We were a bit concerned as the train was packed and everyone was trying to get taxis and auto rickshaws. We were lucky enough to find two lovely guys who called us an ‘Ola’ taxi and who waited with us until it arrived. We got to the airport in plenty of time for our 3 1/2 hour flight to Doha on Jet Airways.

Doha
We had only transited Doha previously so decided to spend a couple of nights in the city. We chose the ‘Arumaila hotel’ part of the’Souk Waqif’ group of nine hotels all located in the old quarter of ‘Souk Waqif’. On check in they kindly upgraded us to a room with a balcony which overlooked the souk. The hotel cat slept by the front door most of the time and took the guest movement in his stride. Golf type buggies moved guests to some of the other properties to have breakfast or to have the use of a pool. The staff were the most polite, friendly and efficient we had encountered anywhere and there was Arabic coffee and dates on hand in the foyer. Their new property Najd had an African flavour and a lovely fragrance greeted you as you walked through the hotel. The Souk area, Dhow harbour and Museum of Islamic art was opposite the modern city centre with it’s skyscrapers. Within a short walking distance was the ‘Falcon Souk’ where Falcons costing thousands of Riyals sat on posts in a sandy pit in the shops selling the birds and everything associated with Falconry. In the same area was the Falcon hospital which was specifically for treatment of the raptors. Around the corner was the Camel Paddock where camels were kept for tourists to admire.
A little further along were the horse stables and paddock, an elaborate set up for the horses some of which were used for racing. Rajasthani men took care of the animals. The hotel, restaurant and souk workers were a mixture of Arabs from various countries such as Tunisia and Egypt and there were also many other nationalities in the service industry there.
The Qataris in the main did not work and those that do usually own large businesses. I went looking for a Qatari souvenir but all the products on sale came in the main from either Turkey, Iran or Syria. I asked one Arab shop assistant if anything was made in Qatar. He said ‘Oil and Gas’. I ended up buying some carved glass Arabic coffee cups made in Turkey but used by the Qataris.
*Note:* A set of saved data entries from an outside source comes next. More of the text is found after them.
use std::sync::Arc;

use base64::Engine as _;
use base64::engine::general_purpose::STANDARD;
use lather_store::KeyValueStore;
use serde::{Deserialize, Serialize};
use sha2::{Digest, Sha256};

use crate::error::AuthError;

/// Key holding the identity of the logged-in account.
pub const CURRENT_USER_KEY: &str = "currentUser";

const SALT_LEN: usize = 16;

/// Store key for the account record of `identity`.
#[must_use]
pub fn account_key(identity: &str) -> String {
    format!("user_{identity}")
}

#[derive(Debug, Serialize, Deserialize)]
struct AccountRecord {
    salt: String,
    digest: String,
}

impl AccountRecord {
    fn new(secret: &str) -> Result<Self, AuthError> {
        let mut salt = [0u8; SALT_LEN];
        getrandom::fill(&mut salt).map_err(|e| AuthError::Entropy(e.to_string()))?;
        Ok(Self {
            salt: STANDARD.encode(salt),
            digest: STANDARD.encode(digest(&salt, secret)),
        })
    }

    fn matches(&self, identity: &str, secret: &str) -> Result<bool, AuthError> {
        let malformed = |detail: String| AuthError::MalformedAccount {
            identity: identity.to_string(),
            detail,
        };
        let salt = STANDARD
            .decode(&self.salt)
            .map_err(|e| malformed(format!("salt: {e}")))?;
        let expected = STANDARD
            .decode(&self.digest)
            .map_err(|e| malformed(format!("digest: {e}")))?;
        Ok(digest(&salt, secret) == expected)
    }
}

fn digest(salt: &[u8], secret: &str) -> Vec<u8> {
    let mut hasher = Sha256::new();
    hasher.update(salt);
    hasher.update(secret.as_bytes());
    hasher.finalize().to_vec()
}

/// Local accounts keyed by e-mail style identity.
///
/// Records live under [`account_key`]; the session under [`CURRENT_USER_KEY`].
#[derive(Clone)]
pub struct CredentialStore {
    store: Arc<dyn KeyValueStore>,
}

impl std::fmt::Debug for CredentialStore {
    fn fmt(&self, f: &mut std::fmt::Formatter<'_>) -> std::fmt::Result {
        f.debug_struct("CredentialStore").finish_non_exhaustive()
    }
}

impl CredentialStore {
    #[must_use]
    pub fn new(store: Arc<dyn KeyValueStore>) -> Self {
        Self { store }
    }

    /// Create an account and make it current.
    ///
    /// Returns `false` without writing anything if the identity is empty or
    /// has no `@`, the secret is empty, or the account already exists.
    ///
    /// # Errors
    ///
    /// Returns [`AuthError`] if the store cannot be read or written.
    pub fn sign_up(&self, identity: &str, secret: &str) -> Result<bool, AuthError> {
        let identity = identity.trim();
        if identity.is_empty() || !identity.contains('@') || secret.is_empty() {
            tracing::debug!("sign-up rejected: malformed identity or empty secret");
            return Ok(false);
        }

        let record = serde_json::to_value(AccountRecord::new(secret)?)
            .map_err(lather_store::StorageError::from)?;
        let mut pending = Some(record);
        let mut created = false;
        self.store.update(&account_key(identity), &mut |existing| {
            if existing.is_some() {
                return Ok(None);
            }
            created = true;
            Ok(pending.take())
        })?;
        if !created {
            tracing::debug!(identity, "sign-up rejected: account exists");
            return Ok(false);
        }

        self.store.set_string(CURRENT_USER_KEY, identity)?;
        tracing::info!(identity, "account created");
        Ok(true)
    }

    /// Log in as `identity`. Returns `true` and makes the account current
    /// iff the account exists and `secret` matches.
    ///
    /// # Errors
    ///
    /// Returns [`AuthError::MalformedAccount`] if the stored record cannot be
    /// read back, or [`AuthError::Storage`] on store failure.
    pub fn login(&self, identity: &str, secret: &str) -> Result<bool, AuthError> {
        let identity = identity.trim();
        let Some(value) = self.store.get(&account_key(identity))? else {
            tracing::debug!(identity, "login rejected: no such account");
            return Ok(false);
        };

        let record: AccountRecord =
            serde_json::from_value(value).map_err(|e| AuthError::MalformedAccount {
                identity: identity.to_string(),
                detail: e.to_string(),
            })?;

        if !record.matches(identity, secret)? {
            tracing::debug!(identity, "login rejected: wrong secret");
            return Ok(false);
        }
        self.store.set_string(CURRENT_USER_KEY, identity)?;
        tracing::info!(identity, "logged in");
        Ok(true)
    }

    /// Clear the current session. Accounts are kept.
    ///
    /// # Errors
    ///
    /// Returns [`AuthError::Storage`] if the store cannot be written.
    pub fn logout(&self) -> Result<(), AuthError> {
        self.store.remove(CURRENT_USER_KEY)?;
        Ok(())
    }

    /// The identity of the logged-in account, if any.
    ///
    /// # Errors
    ///
    /// Returns [`AuthError::Storage`] if the store cannot be read.
    pub fn current_identity(&self) -> Result<Option<String>, AuthError> {
        Ok(self
            .store
            .get_string(CURRENT_USER_KEY)?
            .filter(|s| !s.is_empty()))
    }

    /// # Errors
    ///
    /// Returns [`AuthError::Storage`] if the store cannot be read.
    pub fn is_logged_in(&self) -> Result<bool, AuthError> {
        Ok(self.current_identity()?.is_some())
    }
}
Like mad dogs and Englishmen we went out in the midday sun in the 40 odd degrees to walk around the Dhow harbour and then to the Museum of Islamic art which had a wonderful temporary
exhibition of ‘Imperial Threads’ displaying beautiful carpets and carvings from Iran, Turkey and India. The only other people outside were the poor foreign workers who were doing mass plantings along the Corniche. We made our way back to the hotel and later when it was cooler one of the staff gave us a free walking tour of the souk and surrounding area. The souk was quite extensive with pets, clothing, souvenirs, food and an area for elaborate gold jewellery.
The transportation of goods in the souk was done by older men with wheelbarrows rather than using donkeys or mules. The souk at night was very atmospheric with fairy lights and it was pleasant sitting outside with no mosquitoes. The souk stayed open until 10pm even though there were few tourists. The shop keepers were very pleasant and it was nice browsing without any pressure to buy.

The airport was only a 15minute ride from the old part of town where again staff were very pleasant. We flew the hour to Dubai with Emirates and then had a long trek (about 1/2 hour) to reach our gate for the flight to Rome on the 16th May. At the arrivals hall in Rome we had another chance encounter with friends who had flown from Sydney to Rome. We had been looking at the baggage belt for our bags for a long time when I decided to go and find an Emirates representative. As I turned and made my way through the masses of people our friends appeared walking towards the exit. Karma!